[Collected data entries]

//! Subcommand bodies. Each opens the state directory itself so offline
//! commands never need vendor credentials.

use std::path::{Path, PathBuf};
use std::process::ExitCode;

use anyhow::Context;
use nextport_core::{DeployRequest, ExportDocument, PatchDocument, count_merge_fields};
use nextport_sync::{DeployOutcome, DeployState, Deployer, Exporter, Patcher, TemplateApi};
use tracing::info;

use crate::config::{BatchArgs, PathArgs};
use crate::{RunTarget, Target, display};

pub async fn export(
    api: &dyn TemplateApi,
    paths: &PathArgs,
    batch: &BatchArgs,
) -> anyhow::Result<()> {
    let store = paths.store()?;
    let sink = paths.sink();
    let options = batch.options();
    let exporter = Exporter::new(api, &store, &sink, options);

    loop {
        let status = exporter.run().await.context("export batch failed")?;
        display::print_run("export", &status);
        if status.report.finished || !batch.until_done {
            return Ok(());
        }
        options.pacing.pause().await;
    }
}

pub async fn patch(
    api: &dyn TemplateApi,
    paths: &PathArgs,
    batch: &BatchArgs,
    ids: Option<Vec<String>>,
) -> anyhow::Result<()> {
    let store = paths.store()?;
    let sink = paths.sink();
    let options = batch.options();
    let patcher = Patcher::new(api, &store, &sink, options);

    let mut ids = ids;
    if ids.as_ref().is_some_and(Vec::is_empty) {
        if Patcher::progress(&store)?.is_none() {
            info!("no ids to patch");
            println!("patch: nothing to patch");
            return Ok(());
        }
        // Resume the stored run instead of ignoring an empty selection.
        ids = None;
    }
    loop {
        let status = patcher.run(ids.take()).await.context("patch batch failed")?;
        display::print_run("patch", &status);
        if status.report.finished || !batch.until_done {
            return Ok(());
        }
        options.pacing.pause().await;
    }
}

/// Pick the id source for a new patch run. `None` means "resume whatever
/// is stored".
pub fn resolve_patch_ids(
    ids: Vec<String>,
    ids_file: Option<&Path>,
    from_export: Option<&Path>,
) -> anyhow::Result<Option<Vec<String>>> {
    if !ids.is_empty() {
        return Ok(Some(parse_id_list(&ids.join("\n"))));
    }
    if let Some(path) = ids_file {
        let text = std::fs::read_to_string(path)
            .with_context(|| format!("reading {}", path.display()))?;
        return Ok(Some(parse_id_list(&text)));
    }
    if let Some(path) = from_export {
        let doc = read_export(path)?;
        let missing = doc.ids_missing_content();
        info!(count = missing.len(), export = %path.display(), "ids without content");
        return Ok(Some(missing));
    }
    Ok(None)
}

/// One id per line; blank lines and `#` comments are skipped.
fn parse_id_list(text: &str) -> Vec<String> {
    text.lines()
        .map(|line| line.split('#').next().unwrap_or_default().trim())
        .filter(|line| !line.is_empty())
        .map(str::to_owned)
        .collect()
}

pub fn apply_patch(export: &Path, patch: &Path, out: Option<&Path>) -> anyhow::Result<()> {
    let mut doc = read_export(export)?;
    let text =
        std::fs::read_to_string(patch).with_context(|| format!("reading {}", patch.display()))?;
    let patch_doc: PatchDocument =
        serde_json::from_str(&text).with_context(|| format!("parsing {}", patch.display()))?;

    let filled = doc.apply_patch(&patch_doc);
    let out = out.map(Path::to_path_buf).unwrap_or_else(|| patched_path(export));
    std::fs::write(&out, serde_json::to_vec_pretty(&doc)?)
        .with_context(|| format!("writing {}", out.display()))?;

    let still_missing = doc.ids_missing_content().len();
    info!(filled, still_missing, out = %out.display(), "patch applied");
    println!("Filled {filled} template(s); {still_missing} still without content");
    println!("Wrote {}", out.display());
    Ok(())
}

/// `templates.json` -> `templates.patched.json`
fn patched_path(export: &Path) -> PathBuf {
    let stem = export
        .file_stem()
        .map(|s| s.to_string_lossy().into_owned())
        .unwrap_or_else(|| "export".into());
    export.with_file_name(format!("{stem}.patched.json"))
}

pub async fn deploy(
    api: &dyn TemplateApi,
    paths: &PathArgs,
    id: Option<String>,
    html_file: Option<&Path>,
) -> anyhow::Result<DeployOutcome> {
    let store = paths.store()?;
    if let (Some(template_id), Some(path)) = (id, html_file) {
        let html = std::fs::read_to_string(path)
            .with_context(|| format!("reading {}", path.display()))?;
        Deployer::stage(&store, &DeployRequest { template_id, html })?;
    }

    let outcome = Deployer::new(api, &store).run().await;
    display::print_deploy(&outcome);
    Ok(outcome)
}

pub async fn rollback(
    api: &dyn TemplateApi,
    paths: &PathArgs,
    id: &str,
) -> anyhow::Result<DeployOutcome> {
    let store = paths.store()?;
    let outcome = Deployer::new(api, &store).rollback(id).await;
    display::print_deploy(&outcome);
    Ok(outcome)
}

pub fn deploy_exit_code(outcome: &DeployOutcome) -> ExitCode {
    ExitCode::from(exit_status(outcome.state))
}

fn exit_status(state: DeployState) -> u8 {
    match state {
        DeployState::Success => 0,
        DeployState::NeedsUiAutomation => 2,
        _ => 1,
    }
}

pub fn status(paths: &PathArgs) -> anyhow::Result<()> {
    let store = paths.store()?;
    display::print_progress("export", Exporter::progress(&store)?.as_ref());
    display::print_progress("patch", Patcher::progress(&store)?.as_ref());
    display::print_staged(Deployer::staged(&store)?.as_ref());
    display::print_backups(&Deployer::backups(&store)?);
    Ok(())
}

pub fn reset(paths: &PathArgs, target: Target) -> anyhow::Result<()> {
    let store = paths.store()?;
    let what = match target {
        Target::Export => {
            Exporter::reset(&store)?;
            "export run"
        }
        Target::Patch => {
            Patcher::reset(&store)?;
            "patch run"
        }
        Target::Deploy => {
            Deployer::reset(&store)?;
            "staged deploy"
        }
    };
    info!(what, "reset");
    println!("Discarded stored {what}");
    Ok(())
}

pub fn forget(paths: &PathArgs, target: RunTarget, id: &str) -> anyhow::Result<()> {
    let store = paths.store()?;
    let removed = match target {
        RunTarget::Export => Exporter::forget(&store, id)?,
        RunTarget::Patch => Patcher::forget(&store, id)?,
    };
    if removed {
        println!("{id} will be fetched again on the next batch");
    } else {
        println!("{id} has no stored result");
    }
    Ok(())
}

pub fn fields(export: &Path, min_count: usize) -> anyhow::Result<()> {
    let doc = read_export(export)?;
    let counts = count_merge_fields(doc.templates.iter().map(|t| t.content.as_str()));
    let mut rows: Vec<(String, usize)> = counts
        .into_iter()
        .filter(|(_, n)| *n >= min_count)
        .collect();
    rows.sort_by(|a, b| b.1.cmp(&a.1).then_with(|| a.0.cmp(&b.0)));
    display::print_fields(&rows, doc.templates.len());
    Ok(())
}

fn read_export(path: &Path) -> anyhow::Result<ExportDocument> {
    let text =
        std::fs::read_to_string(path).with_context(|| format!("reading {}", path.display()))?;
    serde_json::from_str(&text).with_context(|| format!("parsing export {}", path.display()))
}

Task instructions » Report only how many lines in the entries contain "DeployState".

Answer to the problem » 4